Performance & Endurance:

Max: 13.0 knots

Cruising: 10.0 knots; 3,500 mile range (1945); 8.0 knots; 2,000 mile range (1961)

Complement: 16 (1945); 20 (1961)

Armament: Small arms only (when launched); 2 x .50 caliber machine guns (1945)

Electronics: SO-8 radar (1945); SPN-11 (1961)


Arundel was one of four 110-foot tugs built for the Coast Guard. They were a follow-on to the 110-foot Calumet-class tugs and were capable of breaking ice up to three feet thick. They were officially referred to in the Coast Guard Description of Cutters document as a "Harbor Cutter." Arundel was built by the Gulfport Works in Port Arthur, Texas. She was launched on 24 June 1939 and commissioned on 6 July 1939. During the winter of 1940 she broke ice on the Hudson river. During World War II, she was assigned to CINCLANT (DESLANT) and was stationed at Boston, Massachusetts. She served on the Greenland Patrol.
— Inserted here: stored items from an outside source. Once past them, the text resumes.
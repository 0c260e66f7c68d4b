//! HTTP server for probes and metrics
//!
//! - `/healthz` - Liveness probe (process is running)
//! - `/readyz` - Readiness probe (controllers are running)
//! - `/metrics` - Prometheus metrics

mod health;
pub mod metrics;

pub use health::{run_health_server, ReadinessState};
pub use metrics::{create_metrics, OperatorMetrics, SharedMetrics};

#[cfg(test)]
#[path = "health_test.rs"]
mod tests;

#[cfg(test)]
#[path = "metrics_test.rs"]
mod metrics_tests;
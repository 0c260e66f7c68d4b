//! Per-reconciliation context
//!
//! Every run of a resource set starts with a fresh `RunContext`. Steps read
//! what earlier steps discovered and record what later steps need, so the
//! order of a resource set is a hard dependency: a step that needs the VPC id
//! has to come after the step that discovers it.
//!
//! The context is scratch space, never a source of truth. It is dropped at
//! the end of the run and steps only ever borrow it for their own call.

use crate::cloud::{RouteTable, SecurityGroup, StackStatus, Subnet};
use ipnet::Ipv4Net;
use std::collections::BTreeMap;
use thiserror::Error;

#[derive(Debug, Error, Clone, PartialEq)]
pub enum ContextError {
    #[error("reconcile context not found")]
    NotFound,
}

/// Subnet of one kind in an availability zone
#[derive(Clone, Debug, Default, PartialEq)]
pub struct ZoneSubnet {
    pub cidr: Option<Ipv4Net>,
    /// Provider id once the subnet exists
    pub id: String,
}

/// Public/private subnet pair of an availability zone
#[derive(Clone, Debug, Default, PartialEq)]
pub struct AvailabilityZone {
    pub name: String,
    pub public: ZoneSubnet,
    pub private: ZoneSubnet,
    pub route_table_ids: Vec<String>,
}

/// Desired values computed from the declared object, used for diffing
#[derive(Clone, Debug, Default)]
pub struct ContextSpec {
    /// Sorted by name
    pub availability_zones: Vec<AvailabilityZone>,
}

/// Bounds of an autoscaling group; all zero while the group does not exist
#[derive(Clone, Copy, Debug, Default, PartialEq, Eq)]
pub struct ScalingStatus {
    pub min: i32,
    pub max: i32,
    pub desired: i32,
}

impl ScalingStatus {
    /// True while nothing has been discovered yet
    pub fn is_empty(&self) -> bool {
        *self == ScalingStatus::default()
    }
}

/// Live values discovered from the cloud provider
#[derive(Clone, Debug, Default)]
pub struct ContextStatus {
    pub account_id: String,
    pub vpc_id: String,
    pub subnets: Vec<Subnet>,
    pub route_tables: Vec<RouteTable>,
    pub security_groups: Vec<SecurityGroup>,
    /// AZs with a complete public/private subnet pair, sorted by name
    pub availability_zones: Vec<AvailabilityZone>,
    pub scaling: ScalingStatus,
    pub master_instance_type: String,
    pub worker_instance_type: String,
    pub worker_docker_volume_size_gb: i32,
    pub operator_version: String,
    /// State of the infrastructure stack; None while it does not exist
    pub stack_status: Option<StackStatus>,
    /// Range allocated to the reconciled object, recorded or just persisted
    pub network_cidr: Option<Ipv4Net>,
    /// Range picked by the allocator but not persisted yet
    pub pending_allocation: Option<Ipv4Net>,
}

/// Spec and status shared by all steps of one run
#[derive(Clone, Debug, Default)]
pub struct ReconcileContext {
    pub spec: ContextSpec,
    pub status: ContextStatus,
}

impl ReconcileContext {
    /// Derive the live AZ mapping from discovered subnets and route tables
    ///
    /// Only AZs with both a public and a private subnet are reported.
    pub fn live_availability_zones(&self) -> Vec<AvailabilityZone> {
        let mut zones: BTreeMap<&str, AvailabilityZone> = BTreeMap::new();

        for subnet in &self.status.subnets {
            let zone = zones
                .entry(subnet.availability_zone.as_str())
                .or_insert_with(|| AvailabilityZone {
                    name: subnet.availability_zone.clone(),
                    ..Default::default()
                });
            let target = match subnet.kind {
                crate::cloud::SubnetKind::Public => &mut zone.public,
                crate::cloud::SubnetKind::Private => &mut zone.private,
            };
            target.cidr = Some(subnet.cidr);
            target.id = subnet.id.clone();
        }

        for table in &self.status.route_tables {
            if let Some(zone) = zones.get_mut(table.availability_zone.as_str()) {
                zone.route_table_ids.push(table.id.clone());
            }
        }

        zones
            .into_values()
            .filter(|z| z.public.cidr.is_some() && z.private.cidr.is_some())
            .map(|mut z| {
                z.route_table_ids.sort();
                z
            })
            .collect()
    }
}

/// Handle threaded through every step of one run
///
/// Carries the attached `ReconcileContext` and the cancellation flag.
#[derive(Debug, Default)]
pub struct RunContext {
    reconcile: Option<ReconcileContext>,
    canceled: bool,
}

impl RunContext {
    /// A run without an attached reconcile context
    pub fn new() -> Self {
        Self::default()
    }

    /// Attach a reconcile context, replacing any previous one
    pub fn with_context(mut self, value: ReconcileContext) -> Self {
        self.reconcile = Some(value);
        self
    }

    pub fn context(&self) -> Result<&ReconcileContext, ContextError> {
        self.reconcile.as_ref().ok_or(ContextError::NotFound)
    }

    pub fn context_mut(&mut self) -> Result<&mut ReconcileContext, ContextError> {
        self.reconcile.as_mut().ok_or(ContextError::NotFound)
    }

    /// Stop the run after the current step
    ///
    /// Canceling is not a failure: the run reports success and the next
    /// trigger starts over.
    pub fn cancel_reconciliation(&mut self) {
        self.canceled = true;
    }

    pub fn is_canceled(&self) -> bool {
        self.canceled
    }
}

#[cfg(test)]
#[path = "context_test.rs"]
mod tests;
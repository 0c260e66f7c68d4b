//! Tracks workers held in the terminate lifecycle hook
//!
//! For every instance of the node pool's autoscaling group waiting on the
//! hook a `DrainerConfig` is created, which the external node drainer picks
//! up. The lifecycle action is completed by the `drainfinisher` step.

use crate::cloud::CloudProvider;
use crate::controller::context::RunContext;
use crate::controller::resource::{Resource, ResourceError};
use crate::crd::drainer::{drainer_config_name, DrainerConfig, DrainerConfigSpec};
use crate::crd::node_pool::NodePool;
use crate::crd::{CLUSTER_ID_LABEL, NODE_POOL_ID_LABEL};
use crate::store::{ObjectStore, StoreError};
use async_trait::async_trait;
use kube::ResourceExt;
use std::collections::BTreeMap;
use std::sync::Arc;
use tracing::{debug, info};

pub struct DrainerResource {
    cloud: Arc<dyn CloudProvider>,
    configs: Arc<dyn ObjectStore<DrainerConfig>>,
}

impl DrainerResource {
    pub fn new(
        cloud: Arc<dyn CloudProvider>,
        configs: Arc<dyn ObjectStore<DrainerConfig>>,
    ) -> Self {
        DrainerResource { cloud, configs }
    }
}

/// DrainerConfig for one instance, placed next to its node pool
pub fn drainer_config(
    pool: &NodePool,
    namespace: &str,
    instance_id: &str,
    node_ip: &str,
) -> DrainerConfig {
    let mut config = DrainerConfig::new(
        &drainer_config_name(instance_id),
        DrainerConfigSpec {
            cluster_id: pool.spec.cluster_id.clone(),
            node_pool_id: pool.spec.node_pool_id.clone(),
            instance_id: instance_id.to_string(),
            node_ip: node_ip.to_string(),
        },
    );
    config.metadata.namespace = Some(namespace.to_string());
    config.metadata.labels = Some(BTreeMap::from([
        (CLUSTER_ID_LABEL.to_string(), pool.spec.cluster_id.clone()),
        (NODE_POOL_ID_LABEL.to_string(), pool.spec.node_pool_id.clone()),
    ]));
    config
}

#[async_trait]
impl Resource<NodePool> for DrainerResource {
    fn name(&self) -> &str {
        "drainer"
    }

    async fn ensure_created(
        &self,
        _run: &mut RunContext,
        obj: &NodePool,
    ) -> Result<(), ResourceError> {
        let namespace = obj.namespace().ok_or_else(|| {
            ResourceError::InvalidConfig(format!("node pool {} has no namespace", obj.name_any()))
        })?;
        let asg_name = obj.asg_name();

        let instances = match self.cloud.describe_terminating_instances(&asg_name).await {
            Ok(instances) => instances,
            Err(e) if e.is_not_found() => {
                debug!(asg = %asg_name, "Autoscaling group not found");
                return Ok(());
            }
            Err(e) => return Err(e.into()),
        };

        for instance in instances {
            let config =
                drainer_config(obj, &namespace, &instance.instance_id, &instance.private_ip);
            match self.configs.create(&config).await {
                Ok(()) => info!(
                    asg = %asg_name,
                    instance = %instance.instance_id,
                    "Created drainer config"
                ),
                Err(StoreError::AlreadyExists(_)) => {
                    debug!(instance = %instance.instance_id, "Drainer config already exists")
                }
                Err(e) => return Err(e.into()),
            }
        }
        Ok(())
    }

    async fn ensure_deleted(
        &self,
        _run: &mut RunContext,
        _obj: &NodePool,
    ) -> Result<(), ResourceError> {
        Ok(())
    }
}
In 1945 she transferred to New York, where she was assigned to law enforcement, search and rescue, and light ice-breaking duties. She transferred to Portland, Maine, in 1947. In 1948 she transferred to New Bedford, Massachusetts. In 1952 she transferred to Chicago, Illinois. From 8 to 9 April 1956 she was towed to Detroit, Michigan, by the CGC Mesquite. On 20 August 1965 she assisted in the search for debris from United Airlines crash in Lake Michigan. On 15 February 1968 she helped free the tug Silver Star from the ice and escorted her to Holland, Michigan. On 26 February 1968 she helped medevac a crewman from the tanker Meteor near St. Joseph, Michigan. On 5 April 1968 she helped free the grounded M/V Inglehart in the St. Mary's River. On 11 April 1970 she helped free the grounded M/V Stadacona near the Mackinaw Bridge. On 17 April 1970 she stood by the M/V 8 Denton following the fouling of her propeller by a buoy chain.

She transferred for the final time to Buffalo, New York, in 1980. She was decommissioned in 1982.


Cutter History File. USCG Historian's Office, USCG HQ, Washington, D.C.

Robert Scheina. U.S. Coast Guard Cutters & Craft of World War II. Annapolis, MD: Naval Institute Press, 1982.

Robert Scheina. U.S. Coast Guard Cutters & Craft, 1946-1990. Annapolis, MD: Naval Institute Press, 1990.